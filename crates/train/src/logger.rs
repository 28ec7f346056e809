//! Appending writer for `loss_log.txt`.
//!
//! Every run opens the file in append mode and writes a timestamped header;
//! each logged step becomes one [`LossLogLine`] and is echoed through
//! `tracing`.

use std::fs::{File, OpenOptions};
use std::io::Write;
use std::path::{Path, PathBuf};

use autogan_common::{run_header, LossLogLine, LossRecord, Result};

pub const LOSS_LOG_FILE: &str = "loss_log.txt";

pub struct LossLogger {
    path: PathBuf,
    file: File,
}

impl LossLogger {
    /// Open `<dir>/loss_log.txt` for appending and write the run header.
    pub fn open(dir: &Path) -> Result<Self> {
        std::fs::create_dir_all(dir)?;
        let path = dir.join(LOSS_LOG_FILE);
        let mut file = OpenOptions::new().create(true).append(true).open(&path)?;
        let timestamp = chrono::Local::now().format("%a %b %e %H:%M:%S %Y").to_string();
        writeln!(file, "{}", run_header(&timestamp))?;
        Ok(Self { path, file })
    }

    /// Append one step line.
    pub fn log(
        &mut self,
        epoch: usize,
        iters: usize,
        time: f64,
        data: f64,
        records: &[LossRecord],
    ) -> Result<LossLogLine> {
        let line = LossLogLine::new(epoch, iters, time, data, records);
        let text = line.format();
        tracing::info!("{text}");
        writeln!(self.file, "{text}")?;
        self.file.flush()?;
        Ok(line)
    }

    pub fn path(&self) -> &Path {
        &self.path
    }
}

#[cfg(test)]
mod tests {
    use super::*;
    use autogan_common::{parse_loss_log, LossName};

    #[test]
    fn appends_header_per_run() {
        let dir = tempfile::tempdir().unwrap();
        {
            let mut logger = LossLogger::open(dir.path()).unwrap();
            let records = [
                LossRecord::new(LossName::GGan, 0.5),
                LossRecord::new(LossName::Psnr, 21.25),
            ];
            logger.log(1, 4, 0.25, 0.125, &records).unwrap();
        }
        let mut logger = LossLogger::open(dir.path()).unwrap();
        logger
            .log(2, 8, 0.5, 0.0, &[LossRecord::new(LossName::DFake, 0.75)])
            .unwrap();

        let text = std::fs::read_to_string(logger.path()).unwrap();
        assert_eq!(text.lines().filter(|l| l.starts_with('=')).count(), 2);

        let lines = parse_loss_log(&text).unwrap();
        assert_eq!(lines.len(), 2);
        assert_eq!(lines[0].epoch, 1);
        assert_eq!(lines[0].get(LossName::Psnr), 21.25);
        assert_eq!(lines[1].get(LossName::DFake), 0.75);
        assert_eq!(lines[1].get(LossName::GGan), 0.0);
    }
}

----------

--- DIRECTIONS ---
Each line of the data should be transcribed exactly.

--- EXERCISE ANSWER ---
filename crates/train/src/logger.rs
repository 28ec7f346056e809
//! Appending writer for `loss_log.txt`.
//!
//! Every run opens the file in append mode and writes a timestamped header;
//! each logged step becomes one [`LossLogLine`] and is echoed through
//! `tracing`.

use std::fs::{File, OpenOptions};
use std::io::Write;
use std::path::{Path, PathBuf};

use autogan_common::{run_header, LossLogLine, LossRecord, Result};

pub const LOSS_LOG_FILE: &str = "loss_log.txt";

pub struct LossLogger {
    path: PathBuf,
    file: File,
}

impl LossLogger {
    /// Open `<dir>/loss_log.txt` for appending and write the run header.
    pub fn open(dir: &Path) -> Result<Self> {
        std::fs::create_dir_all(dir)?;
        let path = dir.join(LOSS_LOG_FILE);
        let mut file = OpenOptions::new().create(true).append(true).open(&path)?;
        let timestamp = chrono::Local::now().format("%a %b %e %H:%M:%S %Y").to_string();
        writeln!(file, "{}", run_header(&timestamp))?;
        Ok(Self { path, file })
    }

    /// Append one step line.
    pub fn log(
        &mut self,
        epoch: usize,
        iters: usize,
        time: f64,
        data: f64,
        records: &[LossRecord],
    ) -> Result<LossLogLine> {
        let line = LossLogLine::new(epoch, iters, time, data, records);
        let text = line.format();
        tracing::info!("{text}");
        writeln!(self.file, "{text}")?;
        self.file.flush()?;
        Ok(line)
    }

    pub fn path(&self) -> &Path {
        &self.path
    }
}

#[cfg(test)]
mod tests {
    use super::*;
    use autogan_common::{parse_loss_log, LossName};

    #[test]
    fn appends_header_per_run() {
        let dir = tempfile::tempdir().unwrap();
        {
            let mut logger = LossLogger::open(dir.path()).unwrap();
            let records = [
                LossRecord::new(LossName::GGan, 0.5),
                LossRecord::new(LossName::Psnr, 21.25),
            ];
            logger.log(1, 4, 0.25, 0.125, &records).unwrap();
        }
        let mut logger = LossLogger::open(dir.path()).unwrap();
        logger
            .log(2, 8, 0.5, 0.0, &[LossRecord::new(LossName::DFake, 0.75)])
            .unwrap();

        let text = std::fs::read_to_string(logger.path()).unwrap();
        assert_eq!(text.lines().filter(|l| l.starts_with('=')).count(), 2);

        let lines = parse_loss_log(&text).unwrap();
        assert_eq!(lines.len(), 2);
        assert_eq!(lines[0].epoch, 1);
        assert_eq!(lines[0].get(LossName::Psnr), 21.25);
        assert_eq!(lines[1].get(LossName::DFake), 0.75);
        assert_eq!(lines[1].get(LossName::GGan), 0.0);
    }
}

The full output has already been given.